Gather all lines with "cell" from the records.

Data to use Block Start

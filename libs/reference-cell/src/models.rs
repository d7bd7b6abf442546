// libs/reference-cell/src/models.rs
use std::fmt;

use serde::{Deserialize, Serialize};
use serde_json::Value;

use crate::error::ReferenceError;

pub const UNKNOWN_PATIENT: &str = "Unknown Patient";
pub const UNKNOWN_DOCTOR: &str = "Unknown Doctor";
pub const NO_PATIENT_ID: &str = "No patient ID";
pub const LOADING: &str = "Loading…";

// ==============================================================================
// RECORD VOCABULARY
// ==============================================================================

/// Which kind of backend record a lookup runs against. Alias tables differ per
/// kind: on an appointment `pId` is the patient reference, on a patient it is
/// the identity.
#[derive(Debug, Clone, Copy, PartialEq, Eq, Hash, Serialize, Deserialize)]
#[serde(rename_all = "snake_case")]
pub enum RecordKind {
    Patient,
    Doctor,
    Appointment,
}

impl fmt::Display for RecordKind {
    fn fmt(&self, f: &mut fmt::Formatter<'_>) -> fmt::Result {
        match self {
            RecordKind::Patient => write!(f, "patient"),
            RecordKind::Doctor => write!(f, "doctor"),
            RecordKind::Appointment => write!(f, "appointment"),
        }
    }
}

#[derive(Debug, Clone, Copy, PartialEq, Eq, Hash, Serialize, Deserialize)]
#[serde(rename_all = "camelCase")]
pub enum CanonicalField {
    Identity,
    DisplayName,
    FirstName,
    LastName,
    Age,
    Gender,
    BloodGroup,
    Contact,
    Email,
    Address,
    Specialization,
    Date,
    Time,
    Status,
    Type,
    Notes,
    PatientRef,
    DoctorRef,
}

/// The side of an appointment a reference points at.
#[derive(Debug, Clone, Copy, PartialEq, Eq, Hash, Serialize, Deserialize)]
#[serde(rename_all = "lowercase")]
pub enum ReferenceRole {
    Patient,
    Doctor,
}

impl ReferenceRole {
    pub fn reference_field(&self) -> CanonicalField {
        match self {
            ReferenceRole::Patient => CanonicalField::PatientRef,
            ReferenceRole::Doctor => CanonicalField::DoctorRef,
        }
    }

    pub fn collection(&self) -> CollectionKind {
        match self {
            ReferenceRole::Patient => CollectionKind::Patients,
            ReferenceRole::Doctor => CollectionKind::Doctors,
        }
    }

    pub fn record_kind(&self) -> RecordKind {
        self.collection().record_kind()
    }

    pub fn unknown_label(&self) -> &'static str {
        match self {
            ReferenceRole::Patient => UNKNOWN_PATIENT,
            ReferenceRole::Doctor => UNKNOWN_DOCTOR,
        }
    }

    /// Shown when an appointment carries no reference at all.
    pub fn missing_label(&self) -> &'static str {
        match self {
            ReferenceRole::Patient => NO_PATIENT_ID,
            ReferenceRole::Doctor => UNKNOWN_DOCTOR,
        }
    }
}

impl fmt::Display for ReferenceRole {
    fn fmt(&self, f: &mut fmt::Formatter<'_>) -> fmt::Result {
        match self {
            ReferenceRole::Patient => write!(f, "patient"),
            ReferenceRole::Doctor => write!(f, "doctor"),
        }
    }
}

#[derive(Debug, Clone, Copy, PartialEq, Eq, Hash, Serialize, Deserialize)]
#[serde(rename_all = "lowercase")]
pub enum CollectionKind {
    Patients,
    Doctors,
    Appointments,
}

impl CollectionKind {
    /// The kind of record a collection holds.
    pub fn record_kind(&self) -> RecordKind {
        match self {
            CollectionKind::Patients => RecordKind::Patient,
            CollectionKind::Doctors => RecordKind::Doctor,
            CollectionKind::Appointments => RecordKind::Appointment,
        }
    }
}

impl fmt::Display for CollectionKind {
    fn fmt(&self, f: &mut fmt::Formatter<'_>) -> fmt::Result {
        match self {
            CollectionKind::Patients => write!(f, "patients"),
            CollectionKind::Doctors => write!(f, "doctors"),
            CollectionKind::Appointments => write!(f, "appointments"),
        }
    }
}

// ==============================================================================
// CANONICAL ENTITIES
// ==============================================================================

#[derive(Debug, Clone, PartialEq, Eq, Serialize, Deserialize)]
#[serde(rename_all = "camelCase")]
pub struct CanonicalPatient {
    pub identity: String,
    pub display_name: String,
    pub age: Option<u32>,
    pub gender: Option<String>,
    pub blood_group: Option<String>,
    pub contact: Option<String>,
    pub email: Option<String>,
    pub address: Option<String>,
}

impl CanonicalPatient {
    /// A patient known only by identity and name, e.g. from the last-known-good directory.
    pub fn named(identity: impl Into<String>, display_name: impl Into<String>) -> Self {
        Self {
            identity: identity.into(),
            display_name: display_name.into(),
            age: None,
            gender: None,
            blood_group: None,
            contact: None,
            email: None,
            address: None,
        }
    }
}

#[derive(Debug, Clone, PartialEq, Eq, Serialize, Deserialize)]
#[serde(rename_all = "camelCase")]
pub struct CanonicalDoctor {
    pub identity: String,
    pub display_name: String,
    pub specialization: Option<String>,
    pub contact: Option<String>,
}

impl CanonicalDoctor {
    pub fn named(identity: impl Into<String>, display_name: impl Into<String>) -> Self {
        Self {
            identity: identity.into(),
            display_name: display_name.into(),
            specialization: None,
            contact: None,
        }
    }
}

pub fn is_placeholder_name(name: &str) -> bool {
    let name = name.trim();
    name.is_empty() || name == UNKNOWN_PATIENT || name == UNKNOWN_DOCTOR
}

/// Shared behaviour of patients and doctors as far as caching and resolution go.
pub trait CanonicalEntity: Clone + Send + Sync + 'static {
    const ROLE: ReferenceRole;

    fn normalize(record: &Value) -> Result<Self, ReferenceError>;

    fn named(identity: String, display_name: String) -> Self;

    fn identity(&self) -> &str;

    fn display_name(&self) -> &str;

    /// Secondary line for the UI (age/gender for patients, specialization for doctors).
    fn detail(&self) -> Option<String>;

    /// Copies every field that is missing here and present on `incoming`.
    /// Returns whether anything changed.
    fn fill_missing(&mut self, incoming: &Self) -> bool;

    fn with_identity(self, identity: String) -> Self;

    fn has_real_name(&self) -> bool {
        !is_placeholder_name(self.display_name())
    }
}

// ==============================================================================
// RESOLUTION OUTPUT
// ==============================================================================

#[derive(Debug, Clone, Copy, PartialEq, Eq, Serialize, Deserialize)]
#[serde(rename_all = "lowercase")]
pub enum ResolutionState {
    Ready,
    Loading,
    Fallback,
}

/// A display-ready reference for one side of an appointment row.
#[derive(Debug, Clone, PartialEq, Eq, Serialize, Deserialize)]
#[serde(rename_all = "camelCase")]
pub struct ResolvedDisplay {
    pub value: String,
    pub identity: Option<String>,
    pub detail: Option<String>,
    pub state: ResolutionState,
}

impl ResolvedDisplay {
    pub fn ready(value: impl Into<String>, identity: Option<String>, detail: Option<String>) -> Self {
        Self {
            value: value.into(),
            identity,
            detail,
            state: ResolutionState::Ready,
        }
    }

    pub fn missing(role: ReferenceRole) -> Self {
        Self::ready(role.missing_label(), None, None)
    }

    pub fn loading(identity: String) -> Self {
        Self {
            value: LOADING.to_string(),
            identity: Some(identity),
            detail: None,
            state: ResolutionState::Loading,
        }
    }

    pub fn fallback(value: impl Into<String>, identity: String) -> Self {
        Self {
            value: value.into(),
            identity: Some(identity),
            detail: None,
            state: ResolutionState::Fallback,
        }
    }

    pub fn is_ready(&self) -> bool {
        self.state == ResolutionState::Ready
    }
}

// ==============================================================================
// BACKEND ENDPOINTS
// ==============================================================================

#[derive(Debug, Clone, PartialEq, Eq)]
pub struct CollectionEndpoints {
    pub list: String,
    pub alternates: Vec<String>,
    /// Path template; `{id}` is replaced by the url-encoded identity.
    pub by_id: String,
}

impl CollectionEndpoints {
    fn standard(base: &str) -> Self {
        Self {
            list: format!("/{}", base),
            alternates: vec![format!("/{}/all", base), format!("/api/{}", base)],
            by_id: format!("/{}/{{id}}", base),
        }
    }
}

#[derive(Debug, Clone, PartialEq, Eq)]
pub struct EndpointCatalog {
    pub patients: CollectionEndpoints,
    pub doctors: CollectionEndpoints,
    pub appointments: CollectionEndpoints,
}

impl Default for EndpointCatalog {
    fn default() -> Self {
        Self {
            patients: CollectionEndpoints::standard("patients"),
            doctors: CollectionEndpoints::standard("doctors"),
            appointments: CollectionEndpoints::standard("appointments"),
        }
    }
}

impl EndpointCatalog {
    pub fn for_kind(&self, kind: CollectionKind) -> &CollectionEndpoints {
        match kind {
            CollectionKind::Patients => &self.patients,
            CollectionKind::Doctors => &self.doctors,
            CollectionKind::Appointments => &self.appointments,
        }
    }

    /// Primary list path first, then the alternates in order.
    pub fn list_paths(&self, kind: CollectionKind) -> Vec<&str> {
        let endpoints = self.for_kind(kind);
        std::iter::once(endpoints.list.as_str())
            .chain(endpoints.alternates.iter().map(String::as_str))
            .collect()
    }

    pub fn by_id(&self, kind: CollectionKind, identity: &str) -> String {
        self.for_kind(kind)
            .by_id
            .replace("{id}", &urlencoding::encode(identity))
    }
}

#[cfg(test)]
mod tests {
    use super::*;

    #[test]
    fn default_catalog_orders_primary_before_alternates() {
        let catalog = EndpointCatalog::default();
        assert_eq!(
            catalog.list_paths(CollectionKind::Doctors),
            vec!["/doctors", "/doctors/all", "/api/doctors"]
        );
    }

    #[test]
    fn by_id_encodes_identity() {
        let catalog = EndpointCatalog::default();
        assert_eq!(catalog.by_id(CollectionKind::Patients, "6"), "/patients/6");
        assert_eq!(catalog.by_id(CollectionKind::Patients, "P 6/a"), "/patients/P%206%2Fa");
    }

    #[test]
    fn placeholder_names_are_recognised() {
        assert!(is_placeholder_name(UNKNOWN_PATIENT));
        assert!(is_placeholder_name("  "));
        assert!(!is_placeholder_name("Nisha"));
    }
}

Data to use Block End

» **Task response**
filename libs/reference-cell/src/models.rs
// libs/reference-cell/src/models.rs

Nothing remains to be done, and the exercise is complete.